Aquaporins and Membrane Transport

Aquaporins are integral membrane proteins that form channels specifically for the transport of water molecules across the cell surface membrane. They are found in many cell types, including red blood cells and cells of the kidney nephron. Each aquaporin protein is composed of six transmembrane alpha-helices that form a central pore. The pore contains a conserved Asn-Pro-Ala (NPA) motif that acts as a selectivity filter, allowing only water molecules to pass through while excluding protons (H⁺ ions) and other solutes.
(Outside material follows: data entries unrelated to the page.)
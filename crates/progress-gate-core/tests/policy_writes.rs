// crates/progress-gate-core/tests/policy_writes.rs
// ============================================================================
// Module: Write Policy Tests
// Description: Validate create/update/delete decisions per role.
// Purpose: Ensure authorship, class membership, and head authority rules hold.
// Dependencies: progress-gate-core
// ============================================================================

//! Write-side policy tests: entry authorship, class membership for creates,
//! head-teacher override, profile self-service, and fail-closed deletes.

use std::collections::BTreeSet;

use progress_gate_core::AccessRequest;
use progress_gate_core::ClassName;
use progress_gate_core::DenyReason;
use progress_gate_core::Operation;
use progress_gate_core::Principal;
use progress_gate_core::PrincipalId;
use progress_gate_core::ResourceKind;
use progress_gate_core::RoleScope;
use progress_gate_core::SchoolId;
use progress_gate_core::StudentProfileId;
use progress_gate_core::TeacherProfileId;
use progress_gate_core::runtime::evaluate;

type TestResult = Result<(), String>;

/// Builds a school identifier from a raw value.
fn sid(raw: u64) -> Result<SchoolId, String> {
    SchoolId::from_raw(raw).ok_or_else(|| "school id must be nonzero".to_string())
}

/// Builds a principal identifier from a raw value.
fn pid(raw: u64) -> Result<PrincipalId, String> {
    PrincipalId::from_raw(raw).ok_or_else(|| "principal id must be nonzero".to_string())
}

/// Builds a teaching principal.
fn teacher_principal(
    id: u64,
    school: u64,
    class_names: &[&str],
    head: bool,
) -> Result<Principal, String> {
    Ok(Principal {
        id: pid(id)?,
        school_id: sid(school)?,
        scope: RoleScope::Teacher {
            profile_id: TeacherProfileId::new(format!("teacher-{id}")),
            classes: class_names.iter().map(|name| ClassName::new(*name)).collect::<BTreeSet<_>>(),
            subjects: BTreeSet::new(),
            head,
        },
    })
}

/// Builds a student principal.
fn student_principal(id: u64, school: u64) -> Result<Principal, String> {
    Ok(Principal {
        id: pid(id)?,
        school_id: sid(school)?,
        scope: RoleScope::Student {
            profile_id: StudentProfileId::new(format!("student-{id}")),
            class_name: ClassName::new("5A"),
            year_group: 5,
        },
    })
}

/// Builds an entry-create request for the given school and student class.
fn entry_create_request(school: u64, student_class: &str) -> Result<AccessRequest, String> {
    let mut request = AccessRequest::record(ResourceKind::ProgressEntry, Operation::Create);
    request.school_id = Some(sid(school)?);
    request.facts.student_id = Some(StudentProfileId::new("student-1"));
    request.facts.student_class = Some(ClassName::new(student_class));
    Ok(request)
}

/// Builds an entry update/delete request authored by the given teacher.
fn entry_write_request(
    operation: Operation,
    school: u64,
    author: Option<&str>,
) -> Result<AccessRequest, String> {
    let mut request = AccessRequest::record(ResourceKind::ProgressEntry, operation);
    request.school_id = Some(sid(school)?);
    request.facts.entry_teacher = author.map(TeacherProfileId::new);
    Ok(request)
}

#[test]
fn teacher_create_entry_for_assigned_class_allowed() -> TestResult {
    let principal = teacher_principal(11, 1, &["5A"], false)?;
    let decision = evaluate(&principal, &entry_create_request(1, "5A")?);
    if !decision.is_allowed() {
        return Err(format!("expected allow, got {decision:?}"));
    }
    Ok(())
}

#[test]
fn teacher_create_entry_outside_assigned_classes_denied_out_of_scope() -> TestResult {
    let principal = teacher_principal(11, 1, &["5A"], false)?;
    let decision = evaluate(&principal, &entry_create_request(1, "5B")?);
    if decision.deny_reason() != Some(DenyReason::OutOfScope) {
        return Err(format!("expected out_of_scope denial, got {decision:?}"));
    }
    Ok(())
}

#[test]
fn teacher_create_entry_with_unknown_class_denied_out_of_scope() -> TestResult {
    let principal = teacher_principal(11, 1, &["5A"], false)?;
    let mut request = AccessRequest::record(ResourceKind::ProgressEntry, Operation::Create);
    request.school_id = Some(sid(1)?);
    let decision = evaluate(&principal, &request);
    if decision.deny_reason() != Some(DenyReason::OutOfScope) {
        return Err(format!("missing class facts must fail closed, got {decision:?}"));
    }
    Ok(())
}

#[test]
fn head_teacher_create_entry_for_any_class_allowed() -> TestResult {
    let principal = teacher_principal(12, 1, &[], true)?;
    let decision = evaluate(&principal, &entry_create_request(1, "5B")?);
    if !decision.is_allowed() {
        return Err(format!("expected allow, got {decision:?}"));
    }
    Ok(())
}

#[test]
fn student_create_entry_denied_out_of_scope() -> TestResult {
    let principal = student_principal(21, 1)?;
    let decision = evaluate(&principal, &entry_create_request(1, "5A")?);
    if decision.deny_reason() != Some(DenyReason::OutOfScope) {
        return Err(format!("expected out_of_scope denial, got {decision:?}"));
    }
    Ok(())
}

#[test]
fn service_writes_denied_out_of_scope() -> TestResult {
    let principal = Principal::service(pid(99)?, sid(1)?);
    let create = evaluate(&principal, &entry_create_request(1, "5A")?);
    if create.deny_reason() != Some(DenyReason::OutOfScope) {
        return Err(format!("expected out_of_scope denial, got {create:?}"));
    }
    let update = evaluate(&principal, &AccessRequest::record(ResourceKind::School, Operation::Update));
    if update.deny_reason() != Some(DenyReason::OutOfScope) {
        return Err(format!("expected out_of_scope denial, got {update:?}"));
    }
    Ok(())
}

#[test]
fn entry_create_without_school_denied_tenant_mismatch() -> TestResult {
    let principal = teacher_principal(11, 1, &["5A"], false)?;
    let mut request = AccessRequest::record(ResourceKind::ProgressEntry, Operation::Create);
    request.facts.student_class = Some(ClassName::new("5A"));
    let decision = evaluate(&principal, &request);
    if decision.deny_reason() != Some(DenyReason::TenantMismatch) {
        return Err(format!("missing school must fail closed, got {decision:?}"));
    }
    Ok(())
}

#[test]
fn teacher_update_own_entry_allowed() -> TestResult {
    let principal = teacher_principal(11, 1, &["5A"], false)?;
    let decision =
        evaluate(&principal, &entry_write_request(Operation::Update, 1, Some("teacher-11"))?);
    if !decision.is_allowed() {
        return Err(format!("expected allow, got {decision:?}"));
    }
    Ok(())
}

#[test]
fn teacher_update_other_teachers_entry_denied_self_only() -> TestResult {
    let principal = teacher_principal(11, 1, &["5A"], false)?;
    let decision =
        evaluate(&principal, &entry_write_request(Operation::Update, 1, Some("teacher-12"))?);
    if decision.deny_reason() != Some(DenyReason::SelfOnly) {
        return Err(format!("expected self_only denial, got {decision:?}"));
    }
    Ok(())
}

#[test]
fn teacher_update_unattributed_entry_denied_self_only() -> TestResult {
    let principal = teacher_principal(11, 1, &["5A"], false)?;
    let decision = evaluate(&principal, &entry_write_request(Operation::Update, 1, None)?);
    if decision.deny_reason() != Some(DenyReason::SelfOnly) {
        return Err(format!("expected self_only denial, got {decision:?}"));
    }
    Ok(())
}

#[test]
fn head_teacher_updates_and_deletes_any_entry_in_school() -> TestResult {
    let principal = teacher_principal(12, 1, &[], true)?;
    let update =
        evaluate(&principal, &entry_write_request(Operation::Update, 1, Some("teacher-11"))?);
    if !update.is_allowed() {
        return Err(format!("expected allow, got {update:?}"));
    }
    let delete =
        evaluate(&principal, &entry_write_request(Operation::Delete, 1, Some("teacher-11"))?);
    if !delete.is_allowed() {
        return Err(format!("expected allow, got {delete:?}"));
    }
    Ok(())
}

#[test]
fn teacher_delete_own_entry_allowed() -> TestResult {
    let principal = teacher_principal(11, 1, &["5A"], false)?;
    let decision =
        evaluate(&principal, &entry_write_request(Operation::Delete, 1, Some("teacher-11"))?);
    if !decision.is_allowed() {
        return Err(format!("expected allow, got {decision:?}"));
    }
    Ok(())
}

#[test]
fn student_update_entry_denied_out_of_scope() -> TestResult {
    let principal = student_principal(21, 1)?;
    let decision = evaluate(&principal, &entry_write_request(Operation::Update, 1, None)?);
    if decision.deny_reason() != Some(DenyReason::OutOfScope) {
        return Err(format!("expected out_of_scope denial, got {decision:?}"));
    }
    Ok(())
}

#[test]
fn profile_updates_are_self_only() -> TestResult {
    let principal = teacher_principal(11, 1, &["5A"], false)?;
    let mut own = AccessRequest::record(ResourceKind::TeacherProfile, Operation::Update);
    own.school_id = Some(sid(1)?);
    own.owner = Some(pid(11)?);
    if !evaluate(&principal, &own).is_allowed() {
        return Err("teacher must update own profile".to_string());
    }
    let mut other = AccessRequest::record(ResourceKind::TeacherProfile, Operation::Update);
    other.school_id = Some(sid(1)?);
    other.owner = Some(pid(12)?);
    let decision = evaluate(&principal, &other);
    if decision.deny_reason() != Some(DenyReason::SelfOnly) {
        return Err(format!("expected self_only denial, got {decision:?}"));
    }

    let student = student_principal(21, 1)?;
    let mut own = AccessRequest::record(ResourceKind::StudentProfile, Operation::Update);
    own.school_id = Some(sid(1)?);
    own.owner = Some(pid(21)?);
    if !evaluate(&student, &own).is_allowed() {
        return Err("student must update own profile".to_string());
    }
    Ok(())
}

#[test]
fn profile_update_without_owner_denied_self_only() -> TestResult {
    let principal = teacher_principal(11, 1, &["5A"], false)?;
    let mut request = AccessRequest::record(ResourceKind::TeacherProfile, Operation::Update);
    request.school_id = Some(sid(1)?);
    let decision = evaluate(&principal, &request);
    if decision.deny_reason() != Some(DenyReason::SelfOnly) {
        return Err(format!("missing owner must fail closed, got {decision:?}"));
    }
    Ok(())
}

#[test]
fn profile_creates_allowed_for_authenticated_roles() -> TestResult {
    let principals =
        vec![student_principal(21, 1)?, teacher_principal(11, 1, &["5A"], false)?];
    for principal in &principals {
        let teacher_create =
            evaluate(principal, &AccessRequest::record(ResourceKind::TeacherProfile, Operation::Create));
        if !teacher_create.is_allowed() {
            return Err(format!("expected allow for {:?}, got {teacher_create:?}", principal.role()));
        }
        let student_create =
            evaluate(principal, &AccessRequest::record(ResourceKind::StudentProfile, Operation::Create));
        if !student_create.is_allowed() {
            return Err(format!("expected allow for {:?}, got {student_create:?}", principal.role()));
        }
    }
    Ok(())
}

#[test]
fn school_writes_coarse_grained_and_deletes_unsupported() -> TestResult {
    let principal = student_principal(21, 1)?;
    let create = evaluate(&principal, &AccessRequest::record(ResourceKind::School, Operation::Create));
    if !create.is_allowed() {
        return Err(format!("expected allow, got {create:?}"));
    }
    let delete = evaluate(&principal, &AccessRequest::record(ResourceKind::School, Operation::Delete));
    if delete.deny_reason() != Some(DenyReason::Unsupported) {
        return Err(format!("expected unsupported denial, got {delete:?}"));
    }
    Ok(())
}

#[test]
fn profile_deletes_unsupported() -> TestResult {
    let principal = teacher_principal(12, 1, &[], true)?;
    let mut teacher_delete = AccessRequest::record(ResourceKind::TeacherProfile, Operation::Delete);
    teacher_delete.school_id = Some(sid(1)?);
    let decision = evaluate(&principal, &teacher_delete);
    if decision.deny_reason() != Some(DenyReason::Unsupported) {
        return Err(format!("expected unsupported denial, got {decision:?}"));
    }
    let mut student_delete = AccessRequest::record(ResourceKind::StudentProfile, Operation::Delete);
    student_delete.school_id = Some(sid(1)?);
    let decision = evaluate(&principal, &student_delete);
    if decision.deny_reason() != Some(DenyReason::Unsupported) {
        return Err(format!("expected unsupported denial, got {decision:?}"));
    }
    Ok(())
}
In the collecting duct of the kidney, the hormone antidiuretic hormone (ADH, also known as vasopressin) triggers the insertion of aquaporin-2 (AQP2) channels into the apical membrane of the duct cells. This increases the permeability of the membrane to water, allowing more water to be reabsorbed from the filtrate back into the blood. When ADH levels are low, AQP2 channels are removed from the membrane by endocytosis and stored in cytoplasmic vesicles.

A rare genetic condition called nephrogenic diabetes insipidus (NDI) can result from mutations in the AQP2 gene. Individuals with this condition produce large volumes of dilute urine because their kidney cells cannot respond properly to ADH.

(a) With reference to the passage, explain why aquaporins are described as having a "selectivity filter". [2]

(b) Using information from the passage, explain how the action of ADH on the collecting duct cells helps to maintain water balance in the body. [3]

(c) Suggest how a mutation in the AQP2 gene could lead to the symptoms described in nephrogenic diabetes insipidus. [3]

(d) Explain why aquaporins are classified as integral membrane proteins rather than peripheral membrane proteins. [2]

Section C: Extended Response (10 marks)

Answer Question 12.

12. A student investigated the effect of different sugar solutions on the mass of potato cylinders. Identical cylinders of potato tissue were placed in sucrose solutions of different concentrations for 30 minutes. The percentage change in mass of each cylinder was recorded.

The results are shown in Table 12.1.

Sucrose concentration / mol dm⁻³	Mean percentage change in mass
0.0	+8.2
0.2	+3.1
0.4	−1.5
0.6	−5.8
0.8	−9.4

Table 12.1

(a) Explain why the potato cylinders gained mass in 0.0 mol dm⁻³ sucrose solution. In your answer, refer to water potential. [3]

(b) At approximately what sucrose concentration would the potato cells be at incipient plasmolysis? Explain how you determined this from the data. [3]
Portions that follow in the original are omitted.